Will these ‘floor’ pledges be sufficiently ratcheted-up over time?
Is the current timescale for action adequate?
Will the lack of deadlines for greenhouse gas (GHG) emissions reductions in the agreement lead to further delays?
Will the pledges be fully implemented?
Will the voluntary nature of the pledges weaken the resolve for the substantial action that’s necessary?
How many of the 195 countries will decide not to ratify the agreement made in Paris? It has happened before. The United States failed to ratify the Kyoto Protocol.
Will changes to governments alter some nations’ commitments or interpretations of the agreement?
How many nations will seek to invoke Article 28 of the Paris Climate Agreement and withdraw from it? Again there is a precedent. Canada withdrew from the Kyoto Protocol in 2012.
Will poor countries without the technical expertise to measure, monitor and reduce GHG emissions receive the help they require as per the agreement?
Will those countries with governance issues take the necessary actions to measure, monitor and reduce GHG emissions?
Will the rising global energy demand outstrip the ability of nations to reduce absolute GHG emissions? In many developing countries, there is a growing middle class with understandable aspirations; to have their own car, to travel, to have the convenience of white goods and air-conditioning and so on. All these products and activities are producing an increasing requirement for energy and currently, over 80% of the world’s energy comes from fossil fuels.
Will there be adequate accuracy and transparency of measurement of GHG emissions? The details of the Paris Climate Agreement’s ‘Transparency Framework’ have yet to be thrashed out. The framework will need to be robust.

 

For the leaders within organisations who need to make decisions based on facts and the balance of probabilities, the broad conclusions include:

  • Governments are likely to introduce new policies and regulations, or strengthen existing legislation to fit with their pledges and future ratcheted pledges. Generic areas are:
    • Measurement and reporting of GHG emissions
    • Mitigation of GHG emissions
    • Adaptation to climate change
  • It is unlikely, based on current and anticipated international actions, that the 2°C target will be met

So what are some of the implications.

Measurement and reporting

Governments, scientists and advocacy groups will need reliable information to verify that all countries are living up to their commitments.  China’s offer to ensure that its emissions decline after 2030, may be undermined by the fact that no one quite knows how much carbon it emits now. Recent research has come up with wildly varying figures.

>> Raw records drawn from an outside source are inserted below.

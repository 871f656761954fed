use futures::future::join_all;
use log::{debug, info, warn};
use std::collections::HashSet;
use std::fmt;
use std::net::SocketAddr;
use std::sync::Arc;
use tokio::sync::{Mutex, RwLock};
use tokio::task::JoinHandle;

use crate::core::{Config, DhtState};
use crate::network::dht::{BUCKET_SIZE, Contact, ID_BITS, Message, NodeId, Payload, RpcType};
use crate::network::{NodeHandle, Transport};
use crate::storage::HashUtils;
use crate::utils::{KademliaError, NodeUtils, Result, RpcMetrics};

/// Lifecycle of a node. There is no way back from `Shutdown`.
#[derive(Debug, Clone, Copy, PartialEq, Eq, Default)]
pub enum NodeStatus {
    #[default]
    Uninitialized,
    Initializing,
    Joining,
    Active,
    Shutdown,
}

impl fmt::Display for NodeStatus {
    fn fmt(&self, f: &mut fmt::Formatter<'_>) -> fmt::Result {
        let name = match self {
            NodeStatus::Uninitialized => "uninitialized",
            NodeStatus::Initializing => "initializing",
            NodeStatus::Joining => "joining",
            NodeStatus::Active => "active",
            NodeStatus::Shutdown => "shutdown",
        };
        f.write_str(name)
    }
}

/// Snapshot of a node for display.
#[derive(Debug, Clone)]
pub struct NodeInfo {
    pub id: NodeId,
    pub address: SocketAddr,
    pub status: NodeStatus,
    pub contacts: Vec<Contact>,
    pub stored_keys: Vec<String>,
    pub metrics: RpcMetrics,
}

impl fmt::Display for NodeInfo {
    fn fmt(&self, f: &mut fmt::Formatter<'_>) -> fmt::Result {
        writeln!(f, "Node ID: {}", self.id)?;
        writeln!(f, "Address: {}", self.address)?;
        writeln!(f, "Status: {}", self.status)?;
        writeln!(f, "Contacts ({}):", self.contacts.len())?;
        for contact in &self.contacts {
            writeln!(f, "  {}", contact)?;
        }
        writeln!(f, "Stored keys ({}):", self.stored_keys.len())?;
        for key in &self.stored_keys {
            writeln!(f, "  {}", key)?;
        }
        write!(f, "{}", self.metrics)
    }
}

enum SearchOutcome {
    Contacts(Vec<Contact>),
    Value(String),
}

pub struct Node {
    pub config: Config,
    me: Contact,
    alpha: usize,
    state: Arc<DhtState>,
    transport: Arc<Transport>,
    status: RwLock<NodeStatus>,
    server: Mutex<Option<JoinHandle<()>>>,
}

impl Node {
    /// Bind the socket, seed the routing table with ourselves and start
    /// serving RPCs. The node is not part of a network until [`Node::start`].
    pub async fn new(config: Config) -> Result<Self> {
        config.validate()?;

        let id = config.node_id()?;
        let socket = NodeUtils::bind_udp(config.listen_addr()?)?;
        let me = Contact::new(id, socket.local_addr()?);

        let state = Arc::new(DhtState::new(me.clone()));
        let transport = Arc::new(Transport::new(
            socket,
            state.clone(),
            config.rpc_timeout(),
        )?);
        let server = tokio::spawn(transport.clone().serve());

        info!("Node {} initialized on {}", me.id, me.address);

        Ok(Self {
            alpha: config.alpha,
            config,
            me,
            state,
            transport,
            status: RwLock::new(NodeStatus::Initializing),
            server: Mutex::new(Some(server)),
        })
    }

    /// Join the configured bootstrap peer, or become active on our own when
    /// there is none.
    pub async fn start(&self) -> Result<()> {
        let bootstrap = match &self.config.bootstrap_peer {
            Some(peer) => peer,
            None => {
                info!("No bootstrap peer configured, starting a new network");
                self.set_status(NodeStatus::Active).await;
                return Ok(());
            }
        };

        let address = NodeUtils::resolve_address(bootstrap).await?;
        let id = self.config.bootstrap_id()?;
        if id == self.me.id {
            info!("This node is the bootstrap node");
            self.set_status(NodeStatus::Active).await;
            return Ok(());
        }

        self.join(Contact::new(id, address)).await
    }

    /// Enter the network through `bootstrap`: look ourselves up, then run a
    /// lookup for a random id in every bucket range. An unreachable bootstrap
    /// leaves the node active with whatever it managed to learn.
    pub async fn join(&self, bootstrap: Contact) -> Result<()> {
        self.ensure_running().await?;
        self.set_status(NodeStatus::Joining).await;
        info!("Joining network via {}", bootstrap);

        self.transport.admit_contact(bootstrap).await;
        self.node_lookup(&self.me.id).await?;

        if self.state.contact_count().await == 0 {
            warn!("Bootstrap peer unreachable, continuing with an empty routing table");
        } else {
            for prefix_len in 0..ID_BITS {
                let target = self.me.id.random_in_bucket(prefix_len);
                self.node_lookup(&target).await?;
            }
        }

        self.set_status(NodeStatus::Active).await;
        info!(
            "Joined network, {} contacts known",
            self.state.contact_count().await
        );
        Ok(())
    }

    /// Iterative lookup of the `k` closest live nodes to `target`.
    pub async fn node_lookup(&self, target: &NodeId) -> Result<Vec<Contact>> {
        match self.search(target, None).await? {
            SearchOutcome::Contacts(contacts) => Ok(contacts),
            // only reachable when searching for a value
            SearchOutcome::Value(_) => Ok(Vec::new()),
        }
    }

    /// Find the value stored under `key`, checking local content first.
    pub async fn find_value(&self, key: &str) -> Result<Option<String>> {
        self.ensure_running().await?;

        let target = HashUtils::key_id(key)?;
        let key = target.to_hex();

        if let Some(value) = self.state.get_value(&key).await {
            debug!("Found {} locally", key);
            return Ok(Some(value));
        }

        match self.search(&target, Some(&key)).await? {
            SearchOutcome::Value(value) => Ok(Some(value)),
            SearchOutcome::Contacts(_) => {
                info!("Value {} not found", key);
                Ok(None)
            }
        }
    }

    /// Store `data` here and on the `k` nodes closest to its content key.
    /// Returns the key. A value too large for one datagram is refused
    /// before anything is stored.
    pub async fn store_value(&self, data: &str) -> Result<String> {
        self.ensure_running().await?;

        let key = HashUtils::content_key(data.as_bytes());
        let target = HashUtils::key_id(&key)?;
        let store = Message::new(
            RpcType::Store,
            self.me.id,
            Some(target),
            Payload::key_value(&key, data),
        );
        Transport::encode(&store)?;

        self.state.put_value(key.clone(), data.to_string()).await;

        let peers = self.node_lookup(&target).await?;
        let attempted = peers.len();

        let results = join_all(
            peers
                .iter()
                .map(|peer| self.transport.send_store(Some(peer), Some(&self.me), &key, data)),
        )
        .await;

        let mut stored = 0;
        for (peer, result) in peers.into_iter().zip(results) {
            match result {
                Ok(_) => {
                    stored += 1;
                    self.transport.admit_contact(peer).await;
                }
                Err(e) => self.handle_failure(&peer, &e).await,
            }
        }

        if attempted > 0 && stored == 0 {
            warn!("No peer accepted {}, stored locally only", key);
        } else {
            info!("Stored {} on {} peer(s)", key, stored);
        }
        Ok(key)
    }

    /// Ping a known contact. A live contact is refreshed, a dead one evicted.
    pub async fn ping(&self, contact: &Contact) -> bool {
        if self.ensure_running().await.is_err() {
            return false;
        }

        match self
            .transport
            .send_ping(Some(contact), Some(&self.me))
            .await
        {
            Ok(_) => {
                self.transport.admit_contact(contact.clone()).await;
                true
            }
            Err(e) => {
                self.handle_failure(contact, &e).await;
                false
            }
        }
    }

    /// Ping a peer whose id we do not know yet and learn it from the reply.
    pub async fn ping_address(&self, address: &str) -> Result<NodeId> {
        self.ensure_running().await?;

        let addr = NodeUtils::resolve_address(address).await?;
        let request = Message::new(RpcType::Ping, self.me.id, None, Payload::default());
        let reply = self.transport.request_address(addr, request).await?;

        self.transport
            .admit_contact(Contact::new(reply.sender_id, addr))
            .await;
        Ok(reply.sender_id)
    }

    /// Stop serving RPCs. Later operations fail with `NodeShutdown`.
    pub async fn shutdown(&self) {
        self.set_status(NodeStatus::Shutdown).await;
        if let Some(server) = self.server.lock().await.take() {
            server.abort();
        }
        info!("Node {} shut down", self.me.id);
    }

    pub fn me(&self) -> &Contact {
        &self.me
    }

    pub fn id(&self) -> NodeId {
        self.me.id
    }

    pub fn address(&self) -> SocketAddr {
        self.me.address
    }

    pub fn state(&self) -> &Arc<DhtState> {
        &self.state
    }

    pub async fn status(&self) -> NodeStatus {
        *self.status.read().await
    }

    pub async fn metrics(&self) -> RpcMetrics {
        self.transport.metrics().get_metrics().await
    }

    pub async fn info(&self) -> NodeInfo {
        NodeInfo {
            id: self.me.id,
            address: self.me.address,
            status: self.status().await,
            contacts: self.state.all_contacts().await,
            stored_keys: self.state.store().keys().await,
            metrics: self.metrics().await,
        }
    }

    async fn set_status(&self, status: NodeStatus) {
        let mut current = self.status.write().await;
        if *current != NodeStatus::Shutdown {
            debug!("Node status {} -> {}", *current, status);
            *current = status;
        }
    }

    async fn ensure_running(&self) -> Result<()> {
        if self.status().await == NodeStatus::Shutdown {
            return Err(KademliaError::NodeShutdown);
        }
        Ok(())
    }

    /// Shared iterative search. With a `key` the probes are FIND_VALUE and
    /// the first non-empty value ends the search.
    async fn search(&self, target: &NodeId, key: Option<&str>) -> Result<SearchOutcome> {
        self.ensure_running().await?;

        let mut shortlist = self.state.find_closest(target, self.alpha).await;
        let mut probed: HashSet<NodeId> = HashSet::new();
        let mut failed: HashSet<NodeId> = HashSet::new();
        let mut closest = NodeId::MAX;

        loop {
            let batch: Vec<Contact> = shortlist
                .iter()
                .filter(|c| !probed.contains(&c.id))
                .take(self.alpha)
                .cloned()
                .collect();
            if batch.is_empty() {
                break;
            }

            let replies = join_all(batch.iter().map(|c| self.probe(c, target, key))).await;

            for (contact, result) in batch.into_iter().zip(replies) {
                let reply = match result {
                    Ok(reply) => reply,
                    Err(e) => {
                        shortlist.retain(|c| c.id != contact.id);
                        failed.insert(contact.id);
                        self.handle_failure(&contact, &e).await;
                        continue;
                    }
                };

                let responder = if reply.sender_id == contact.id {
                    contact
                } else {
                    // the id we held for this address was wrong
                    warn!(
                        "{} answered as {}, correcting routing table",
                        contact, reply.sender_id
                    );
                    self.state.remove_contact(&contact.id).await;
                    shortlist.retain(|c| c.id != contact.id);
                    probed.insert(contact.id);

                    let real = Contact::new(reply.sender_id, contact.address).with_distance(target);
                    if real.id != self.me.id && !shortlist.iter().any(|c| c.id == real.id) {
                        shortlist.push(real.clone());
                    }
                    real
                };
                probed.insert(responder.id);
                self.transport.admit_contact(responder).await;

                if let Some(value) = reply.value().filter(|v| !v.is_empty()) {
                    return Ok(SearchOutcome::Value(value.to_string()));
                }

                for found in reply.contacts() {
                    if found.id == self.me.id
                        || failed.contains(&found.id)
                        || shortlist.iter().any(|c| c.id == found.id)
                    {
                        continue;
                    }
                    shortlist.push(found.clone().with_distance(target));
                }
            }

            shortlist.sort_by(|a, b| a.cmp_distance(b));
            shortlist.truncate(BUCKET_SIZE);

            let best = shortlist.first().and_then(|c| c.distance);
            let improved = match best {
                Some(best) if best.less_than(&closest) => {
                    closest = best;
                    true
                }
                _ => false,
            };

            if !improved || probed.len() >= BUCKET_SIZE {
                break;
            }
        }

        debug!(
            "Lookup for {} finished after probing {} node(s)",
            target,
            probed.len()
        );
        Ok(SearchOutcome::Contacts(shortlist))
    }

    async fn probe(&self, contact: &Contact, target: &NodeId, key: Option<&str>) -> Result<Message> {
        match key {
            Some(key) => {
                self.transport
                    .send_find_value(Some(contact), Some(&self.me), key)
                    .await
            }
            None => {
                self.transport
                    .send_find_node(Some(contact), Some(&self.me), target)
                    .await
            }
        }
    }

    async fn handle_failure(&self, contact: &Contact, error: &KademliaError) {
        if error.is_peer_failure() {
            debug!("Evicting {}: {}", contact, error);
            self.state.remove_contact(&contact.id).await;
        } else {
            warn!("Request to {} failed: {}", contact, error);
        }
    }
}

impl Drop for Node {
    fn drop(&mut self) {
        if let Some(server) = self.server.get_mut().take() {
            server.abort();
        }
    }
}
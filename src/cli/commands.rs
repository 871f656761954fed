use std::io::{self, Write};
use thiserror::Error;

use crate::core::Node;
use crate::storage::HashUtils;

pub const HELP: &str = "\
Commands:
  put <value>, p <value>   store a value in the network and print its key
  get <hash>, g <hash>     look up the value stored under a 40 character key
  ping <host:port>         ping a peer and add it to the routing table
  info                     show this node's id, contacts, keys and counters
  help, h                  show this help
  exit, e                  stop the node";

#[derive(Debug, Clone, PartialEq, Eq)]
pub enum Command {
    Put(String),
    Get(String),
    Ping(String),
    Info,
    Help,
    Exit,
}

#[derive(Debug, Clone, PartialEq, Eq, Error)]
pub enum ShellError {
    #[error("No argument!")]
    NoArgument,

    #[error("Invalid command!")]
    InvalidCommand,

    #[error("Invalid hash! Length needs to be 40 characters long.")]
    InvalidHash,
}

/// Parse one input line. Blank lines parse to `None`.
pub fn parse(line: &str) -> Result<Option<Command>, ShellError> {
    let mut words = line.split_whitespace();
    let name = match words.next() {
        Some(name) => name,
        None => return Ok(None),
    };
    let args: Vec<&str> = words.collect();

    let single = |args: &[&str]| match args {
        [arg] => Ok(arg.to_string()),
        _ => Err(ShellError::NoArgument),
    };

    let command = match name {
        "put" | "p" if args.is_empty() => return Err(ShellError::NoArgument),
        "put" | "p" => Command::Put(args.join(" ")),
        "get" | "g" => Command::Get(single(&args)?),
        "ping" => Command::Ping(single(&args)?),
        "info" => Command::Info,
        "help" | "h" => Command::Help,
        "exit" | "e" => Command::Exit,
        _ => return Err(ShellError::InvalidCommand),
    };
    Ok(Some(command))
}

/// Run a command against `node`, writing its output to `out`. Returns false
/// when the shell should stop.
pub async fn execute<W: Write>(node: &Node, command: Command, out: &mut W) -> io::Result<bool> {
    match command {
        Command::Put(value) => match node.store_value(&value).await {
            Ok(key) => writeln!(out, "Stored with key {}", key)?,
            Err(e) => writeln!(out, "Store failed: {}", e)?,
        },
        Command::Get(hash) => {
            if !HashUtils::is_valid_key(&hash) {
                writeln!(out, "{}", ShellError::InvalidHash)?;
            } else {
                match node.find_value(&hash).await {
                    Ok(Some(value)) => writeln!(out, "Value = {}", value)?,
                    Ok(None) => writeln!(out, "Value not found")?,
                    Err(e) => writeln!(out, "Lookup failed: {}", e)?,
                }
            }
        }
        Command::Ping(address) => match node.ping_address(&address).await {
            Ok(id) => writeln!(out, "Pong from {}", id)?,
            Err(e) => writeln!(out, "Ping failed: {}", e)?,
        },
        Command::Info => writeln!(out, "{}", node.info().await)?,
        Command::Help => writeln!(out, "{}", HELP)?,
        Command::Exit => return Ok(false),
    }
    Ok(true)
}

#[cfg(test)]
mod tests {
    use super::*;
    use crate::core::Config;

    async fn lone_node() -> Node {
        let config = Config {
            host: "127.0.0.1".to_string(),
            port: 0,
            ..Config::default()
        };
        let node = Node::new(config).await.unwrap();
        node.start().await.unwrap();
        node
    }

    async fn run(node: &Node, line: &str) -> String {
        let mut out = Vec::new();
        match parse(line) {
            Ok(Some(command)) => {
                execute(node, command, &mut out).await.unwrap();
            }
            Ok(None) => {}
            Err(e) => writeln!(out, "{}", e).unwrap(),
        }
        String::from_utf8(out).unwrap()
    }

    #[test]
    fn test_parse_commands() {
        assert_eq!(parse("put hello").unwrap(), Some(Command::Put("hello".into())));
        assert_eq!(
            parse("p hello world").unwrap(),
            Some(Command::Put("hello world".into()))
        );
        assert_eq!(parse("g abc").unwrap(), Some(Command::Get("abc".into())));
        assert_eq!(
            parse("ping 10.0.8.1:8080").unwrap(),
            Some(Command::Ping("10.0.8.1:8080".into()))
        );
        assert_eq!(parse("  info ").unwrap(), Some(Command::Info));
        assert_eq!(parse("h").unwrap(), Some(Command::Help));
        assert_eq!(parse("e").unwrap(), Some(Command::Exit));
        assert_eq!(parse("   ").unwrap(), None);
    }

    #[test]
    fn test_parse_errors() {
        assert_eq!(parse("put"), Err(ShellError::NoArgument));
        assert_eq!(parse("get"), Err(ShellError::NoArgument));
        assert_eq!(parse("get a b"), Err(ShellError::NoArgument));
        assert_eq!(parse("ping"), Err(ShellError::NoArgument));
        assert_eq!(parse("jump"), Err(ShellError::InvalidCommand));
        assert_eq!(ShellError::NoArgument.to_string(), "No argument!");
        assert_eq!(ShellError::InvalidCommand.to_string(), "Invalid command!");
    }

    #[tokio::test]
    async fn test_put_then_get() {
        let node = lone_node().await;

        let output = run(&node, "put hello shell").await;
        let key = HashUtils::content_key(b"hello shell");
        assert_eq!(output.trim(), format!("Stored with key {}", key));

        let output = run(&node, &format!("get {}", key)).await;
        assert_eq!(output.trim(), "Value = hello shell");
    }

    #[tokio::test]
    async fn test_get_rejects_short_hash() {
        let node = lone_node().await;
        let output = run(&node, "get abc").await;
        assert_eq!(
            output.trim(),
            "Invalid hash! Length needs to be 40 characters long."
        );
    }

    #[tokio::test]
    async fn test_info_help_and_exit() {
        let node = lone_node().await;

        let output = run(&node, "info").await;
        assert!(output.contains(&node.id().to_hex()));
        assert!(output.contains("Status: active"));

        let output = run(&node, "help").await;
        assert!(output.contains("put <value>"));

        let mut out = Vec::new();
        assert!(!execute(&node, Command::Exit, &mut out).await.unwrap());
        assert!(out.is_empty());
    }

    #[tokio::test]
    async fn test_unknown_command() {
        let node = lone_node().await;
        assert_eq!(run(&node, "dance").await.trim(), "Invalid command!");
    }
}
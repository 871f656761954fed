use env_logger::{Builder, Target};
use log::LevelFilter;
use std::fs::OpenOptions;
use std::io::Write;
use std::path::Path;

/// Default file name used when logging to a file without an explicit path.
pub const DEFAULT_LOG_FILE: &str = "kademlia.log";

/// Install the global logger.
///
/// Records go to stdout unless `log_file` is given, in which case they are
/// appended to that file. `RUST_LOG` still overrides `level`.
pub fn setup_logging(level: LevelFilter, log_file: Option<&Path>) {
    let mut builder = Builder::new();
    builder.filter_level(level);
    builder.parse_default_env();

    let mut file_error = None;
    match log_file {
        Some(path) => match OpenOptions::new().create(true).append(true).open(path) {
            Ok(file) => {
                builder.target(Target::Pipe(Box::new(file)));
            }
            Err(e) => {
                builder.target(Target::Stdout);
                file_error = Some(format!("{}: {}", path.display(), e));
            }
        },
        None => {
            builder.target(Target::Stdout);
        }
    }

    builder.format(|buf, record| {
        writeln!(
            buf,
            "{} [{}] [{}:{}] {}",
            chrono::Utc::now().format("%Y-%m-%d %H:%M:%S%.3f"),
            record.level(),
            record.file().unwrap_or("unknown"),
            record.line().unwrap_or(0),
            record.args()
        )
    });

    // A second init (e.g. from tests) is harmless.
    if builder.try_init().is_ok() {
        if let Some(reason) = file_error {
            log::info!("Failed to log to file ({}), using stdout", reason);
        }
    }
}
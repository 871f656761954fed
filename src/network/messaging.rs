use async_trait::async_trait;
use log::debug;
use std::sync::Arc;

use crate::network::dht::{AddContact, BUCKET_SIZE, Contact, Message, NodeId, Payload, RpcType};
use crate::utils::{KademliaError, Result};

/// The narrow view of a node that the transport is allowed to use.
///
/// The transport never owns the node; it only reads and updates routing
/// state and local content through this handle.
#[async_trait]
pub trait NodeHandle: Send + Sync {
    /// Our own contact.
    fn me(&self) -> Contact;

    async fn add_contact(&self, contact: Contact) -> AddContact;

    /// Settle a full bucket after pinging `stale`.
    async fn replace_or_ignore(&self, stale: &Contact, fresh: Contact, stale_alive: bool) -> bool;

    async fn remove_contact(&self, id: &NodeId) -> Option<Contact>;

    async fn find_closest(&self, target: &NodeId, count: usize) -> Vec<Contact>;

    async fn get_value(&self, key: &str) -> Option<String>;

    async fn put_value(&self, key: String, value: String);
}

/// Turns inbound requests into replies.
#[derive(Clone)]
pub struct RpcHandler {
    node: Arc<dyn NodeHandle>,
}

impl RpcHandler {
    pub fn new(node: Arc<dyn NodeHandle>) -> Self {
        Self { node }
    }

    /// Dispatch a request and rewrite it into its reply: the type becomes
    /// `OK` and the sender becomes us. The correlation id is untouched.
    pub async fn handle_request(&self, mut message: Message) -> Result<Message> {
        debug!(
            "Handling {} {} from {}",
            message.rpc_type, message.id, message.sender_id
        );

        match message.rpc_type {
            RpcType::Ping => {}
            RpcType::Store => self.handle_store(&message).await?,
            RpcType::FindNode => {
                message.payload = Some(self.handle_find_node(&message).await?);
            }
            RpcType::FindValue => {
                message.payload = Some(self.handle_find_value(&message).await?);
            }
            RpcType::Ok => {
                return Err(KademliaError::InvalidRpcType(message.rpc_type.to_string()));
            }
        }

        message.rpc_type = RpcType::Ok;
        message.sender_id = self.node.me().id;
        Ok(message)
    }

    async fn handle_store(&self, message: &Message) -> Result<()> {
        let (key, value) = match (message.key(), message.value()) {
            (Some(key), Some(value)) => (key.to_string(), value.to_string()),
            _ => return Err(KademliaError::BadKeyValue),
        };

        debug!("Storing {} for {}", key, message.sender_id);
        self.node.put_value(key, value).await;
        Ok(())
    }

    async fn handle_find_node(&self, message: &Message) -> Result<Payload> {
        let target = match (&message.payload, message.target_id) {
            (Some(_), Some(target)) => target,
            _ => return Err(KademliaError::NoTargetId),
        };

        let contacts = self.node.find_closest(&target, BUCKET_SIZE).await;
        Ok(Payload::contacts(contacts))
    }

    async fn handle_find_value(&self, message: &Message) -> Result<Payload> {
        if message.target_id.is_none() {
            return Err(KademliaError::NoTargetId);
        }
        let key = message.key().ok_or(KademliaError::BadKeyValue)?;

        match self.node.get_value(key).await {
            Some(value) => Ok(Payload::key_value(key, value)),
            None => self.handle_find_node(message).await,
        }
    }
}
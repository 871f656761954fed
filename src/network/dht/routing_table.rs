use log::debug;

use super::bucket::{BUCKET_SIZE, Bucket, BucketInsert};
use super::contact::Contact;
use super::node_id::{ID_BITS, NodeId};

/// Outcome of [`RoutingTable::add_contact`].
#[derive(Debug, Clone, PartialEq, Eq)]
pub enum AddContact {
    Added,
    Refreshed,
    /// The contact is the table owner.
    Ignored,
    /// The bucket is full. The caller should ping `least_recent` and settle
    /// the slot with [`RoutingTable::replace_or_ignore`].
    BucketFull { least_recent: Contact },
}

/// Routing table for the DHT: one bucket per possible shared-prefix length.
pub struct RoutingTable {
    me: Contact,
    buckets: Vec<Bucket>,
}

impl RoutingTable {
    /// Create a new routing table owned by `me`
    pub fn new(me: Contact) -> Self {
        let buckets = (0..ID_BITS).map(|_| Bucket::new()).collect();
        Self { me, buckets }
    }

    pub fn me(&self) -> &Contact {
        &self.me
    }

    /// Bucket a given id belongs to: the length of its shared prefix with us.
    /// Only defined for ids other than our own.
    pub fn bucket_index(&self, id: &NodeId) -> usize {
        self.me.id.shared_prefix_len(id).min(ID_BITS - 1)
    }

    /// Add or refresh a contact
    pub fn add_contact(&mut self, contact: Contact) -> AddContact {
        if contact.id == self.me.id {
            return AddContact::Ignored;
        }

        let index = self.bucket_index(&contact.id);
        let bucket = &mut self.buckets[index];
        match bucket.add_contact(contact) {
            BucketInsert::Added => AddContact::Added,
            BucketInsert::Refreshed => AddContact::Refreshed,
            BucketInsert::Full => match bucket.least_recent() {
                Some(least_recent) => {
                    debug!("Bucket {} full, eviction candidate {}", index, least_recent);
                    AddContact::BucketFull {
                        least_recent: least_recent.clone(),
                    }
                }
                None => AddContact::Ignored,
            },
        }
    }

    /// Settle a full bucket once `stale` has been pinged. A live `stale` is
    /// refreshed and `fresh` dropped; a dead one makes room for `fresh`.
    /// Returns true if `fresh` was inserted.
    pub fn replace_or_ignore(&mut self, stale: &Contact, fresh: Contact, stale_alive: bool) -> bool {
        if fresh.id == self.me.id {
            return false;
        }

        let index = self.bucket_index(&fresh.id);
        let bucket = &mut self.buckets[index];

        if stale_alive {
            if bucket.contains(&stale.id) {
                bucket.add_contact(stale.clone());
            }
            return false;
        }

        bucket.remove_contact(&stale.id);
        matches!(
            bucket.add_contact(fresh),
            BucketInsert::Added | BucketInsert::Refreshed
        )
    }

    /// Remove a contact
    pub fn remove_contact(&mut self, id: &NodeId) -> Option<Contact> {
        if id == &self.me.id {
            return None;
        }
        let index = self.bucket_index(id);
        self.buckets[index].remove_contact(id)
    }

    pub fn contains(&self, id: &NodeId) -> bool {
        id != &self.me.id && self.buckets[self.bucket_index(id)].contains(id)
    }

    /// The `count` contacts closest to `target`, nearest first, each with
    /// its distance to `target` filled in.
    pub fn find_closest_contacts(&self, target: &NodeId, count: usize) -> Vec<Contact> {
        let mut candidates: Vec<Contact> = self
            .buckets
            .iter()
            .flat_map(|bucket| bucket.contacts_with_distance(target))
            .collect();

        // stable sort keeps scan order for (improbable) exact ties
        candidates.sort_by(|a, b| a.cmp_distance(b));
        candidates.truncate(count);
        candidates
    }

    /// Per-bucket capacity, which also bounds lookup result size.
    pub fn bucket_size(&self) -> usize {
        BUCKET_SIZE
    }

    pub fn bucket(&self, index: usize) -> Option<&Bucket> {
        self.buckets.get(index)
    }

    /// Get the total number of contacts
    pub fn contact_count(&self) -> usize {
        self.buckets.iter().map(|b| b.len()).sum()
    }

    pub fn all_contacts(&self) -> Vec<Contact> {
        self.buckets
            .iter()
            .flat_map(|bucket| bucket.contacts().cloned())
            .collect()
    }
}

In other parts of the world, some measurement and reporting has been in place for a number of years, for example under the Kyoto Protocol for developed nations. But to effect real change a more granular approach is necessary. Again, some good progress has already been made, such as:

Reporting System Applicable Entities
CDP (voluntary) Generally large multinational corporations
EU Emissions Trading System (mandatory) Around 10,000 high-emitting installations in the EU 28, Iceland, Liechtenstein and Norway
EU Energy Efficiency Directive 2012/27/EU, known in the UK as ESOS (mandatory) Large companies in the EU 28

 

More legislation is in the pipeline and at present in Europe the larger companies appear to be the target. For example, Directive 2014/95/EU (see article “Insert title of JFL’s article”) is to be implemented by 6th December 2016.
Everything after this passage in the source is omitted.